▶ [Task input]
________________________

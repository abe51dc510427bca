mod config;
mod error;
mod feed;
mod fetcher;
mod model;
mod parser;
mod pipeline;
mod sorter;
mod titles;
mod tmdb;

use std::path::PathBuf;
use std::time::Instant;

use chrono::{Datelike, Utc};
use clap::{Parser, Subcommand};
use tracing::info;

use crate::config::Settings;
use crate::error::FeedError;
use crate::pipeline::Pipeline;
use crate::titles::{GeminiClient, TitleNormalizer};
use crate::tmdb::{MetadataProvider, TmdbClient};

#[derive(Parser)]
#[command(name = "cinema_feed", about = "Cinema listing scraper and JSON feed builder")]
struct Cli {
    #[command(subcommand)]
    command: Commands,
}

#[derive(Subcommand)]
enum Commands {
    /// Fetch, parse, enrich and write the feed
    Run {
        /// Listing page URL (default: CINEMA_URL or built-in)
        #[arg(short, long)]
        url: Option<String>,
        /// Feed output path (default: OUTPUT_FILE or cinema_data.json)
        #[arg(short, long)]
        output: Option<PathBuf>,
    },
    /// Parse a saved HTML page and print what was found
    Parse {
        /// Saved listing page
        file: PathBuf,
    },
    /// Fetch the listing page and save its HTML
    Fetch {
        /// Listing page URL (default: CINEMA_URL or built-in)
        #[arg(short, long)]
        url: Option<String>,
        /// Where to save the HTML
        output: PathBuf,
    },
}

#[tokio::main]
async fn main() -> anyhow::Result<()> {
    tracing_subscriber::fmt()
        .with_env_filter(
            tracing_subscriber::EnvFilter::try_from_default_env()
                .unwrap_or_else(|_| "info".into()),
        )
        .init();

    let t0 = Instant::now();
    let cli = Cli::parse();

    let result = match cli.command {
        Commands::Run { url, output } => run(Settings::load(url, output)?).await,
        Commands::Parse { file } => {
            let html = std::fs::read_to_string(&file)?;
            let mut movies = parser::parse_listing(&html);
            if movies.is_empty() {
                anyhow::bail!("no movies found in {}", file.display());
            }
            sorter::sort_all(&mut movies, Utc::now().year());
            print_movies(&movies);
            Ok(())
        }
        Commands::Fetch { url, output } => {
            let settings = Settings::load(url, None)?;
            let fetcher = fetcher::from_settings(&settings)?;
            let html = fetcher::fetch_page(fetcher.as_ref(), &settings.cinema_url).await?;
            std::fs::write(&output, &html)?;
            println!("Saved {} bytes to {}", html.len(), output.display());
            Ok(())
        }
    };

    let elapsed = t0.elapsed();
    if elapsed.as_secs() >= 1 {
        println!("\nDone in {}", format_duration(elapsed));
    }

    result
}

async fn run(settings: Settings) -> anyhow::Result<()> {
    let fetcher = fetcher::from_settings(&settings)?;

    let gemini = match settings.gemini_api_key.clone().filter(|k| !k.is_empty()) {
        Some(key) => Some(GeminiClient::new(
            key,
            settings.gemini_models(),
            settings.request_timeout(),
        )?),
        None => None,
    };
    let tmdb = TmdbClient::new(
        settings.tmdb_read_token.clone(),
        settings.tmdb_api_key.clone(),
        settings.tmdb_language.clone(),
        settings.request_timeout(),
    )
    .transpose()?;

    let pipeline = Pipeline {
        fetcher: fetcher.as_ref(),
        normalizer: gemini.as_ref().map(|g| g as &dyn TitleNormalizer),
        metadata: tmdb.as_ref().map(|t| t as &dyn MetadataProvider),
    };

    let feed = match pipeline
        .build_feed(&settings.cinema_url, Utc::now(), settings.feed_ttl_hours)
        .await
    {
        Ok(feed) => feed,
        Err(FeedError::NoMovies) => anyhow::bail!("no movies found at {}", settings.cinema_url),
        Err(e) => return Err(e.into()),
    };

    feed::write_feed(&feed, &settings.output_file)?;
    info!("Feed expires at {}", feed.expires_at);
    println!(
        "Wrote {} movies to {}",
        feed.movies.len(),
        settings.output_file.display()
    );
    Ok(())
}

fn print_movies(movies: &[model::MovieRecord]) {
    println!(
        "{:>3} | {:<32} | {:<9} | {:<4} | {:>4} | {:>5} | {:<3} | {:<3}",
        "#", "Title", "Duration", "Year", "Days", "Times", "Syn", "Trl"
    );
    println!("{}", "-".repeat(84));

    for (i, m) in movies.iter().enumerate() {
        let times: usize = m.showtimes.iter().map(|(_, t)| t.len()).sum();
        println!(
            "{:>3} | {:<32} | {:<9} | {:<4} | {:>4} | {:>5} | {:<3} | {:<3}",
            i + 1,
            truncate(&m.title, 32),
            m.duration.as_deref().unwrap_or("-"),
            m.year.as_deref().unwrap_or("-"),
            m.showtimes.len(),
            times,
            if m.synopsis.is_some() { "yes" } else { "-" },
            if m.trailer.is_some() { "yes" } else { "-" },
        );
    }

    println!("\n--- Showtimes ---");
    for m in movies {
        println!("  {}", truncate(&m.title, 48));
        for (day, times) in m.showtimes.iter() {
            println!("    {}: {}", day, times.join(", "));
        }
    }

    println!("\n{} movies", movies.len());
}

fn truncate(s: &str, max: usize) -> String {
    if s.chars().count() <= max {
        s.to_string()
    } else {
        let truncated: String = s.chars().take(max).collect();
        format!("{}...", truncated)
    }
}

fn format_duration(d: std::time::Duration) -> String {
    let secs = d.as_secs();
    if secs < 60 {
        format!("{:.1}s", d.as_secs_f64())
    } else if secs < 3600 {
        format!("{}m {}s", secs / 60, secs % 60)
    } else {
        format!("{}h {}m {}s", secs / 3600, (secs % 3600) / 60, secs % 60)
    }
}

________________________

▶ [Exercise] All that belongs in your answer is the stretch of entries above from the line with "use crate::config::Settings;" through the line with "let html = std::fs::read_to_string(&file)?;", printed exactly.

▶ [Final answer]
use crate::config::Settings;
use crate::error::FeedError;
use crate::pipeline::Pipeline;
use crate::titles::{GeminiClient, TitleNormalizer};
use crate::tmdb::{MetadataProvider, TmdbClient};

#[derive(Parser)]
#[command(name = "cinema_feed", about = "Cinema listing scraper and JSON feed builder")]
struct Cli {
    #[command(subcommand)]
    command: Commands,
}

#[derive(Subcommand)]
enum Commands {
    /// Fetch, parse, enrich and write the feed
    Run {
        /// Listing page URL (default: CINEMA_URL or built-in)
        #[arg(short, long)]
        url: Option<String>,
        /// Feed output path (default: OUTPUT_FILE or cinema_data.json)
        #[arg(short, long)]
        output: Option<PathBuf>,
    },
    /// Parse a saved HTML page and print what was found
    Parse {
        /// Saved listing page
        file: PathBuf,
    },
    /// Fetch the listing page and save its HTML
    Fetch {
        /// Listing page URL (default: CINEMA_URL or built-in)
        #[arg(short, long)]
        url: Option<String>,
        /// Where to save the HTML
        output: PathBuf,
    },
}

#[tokio::main]
async fn main() -> anyhow::Result<()> {
    tracing_subscriber::fmt()
        .with_env_filter(
            tracing_subscriber::EnvFilter::try_from_default_env()
                .unwrap_or_else(|_| "info".into()),
        )
        .init();

    let t0 = Instant::now();
    let cli = Cli::parse();

    let result = match cli.command {
        Commands::Run { url, output } => run(Settings::load(url, output)?).await,
        Commands::Parse { file } => {
            let html = std::fs::read_to_string(&file)?;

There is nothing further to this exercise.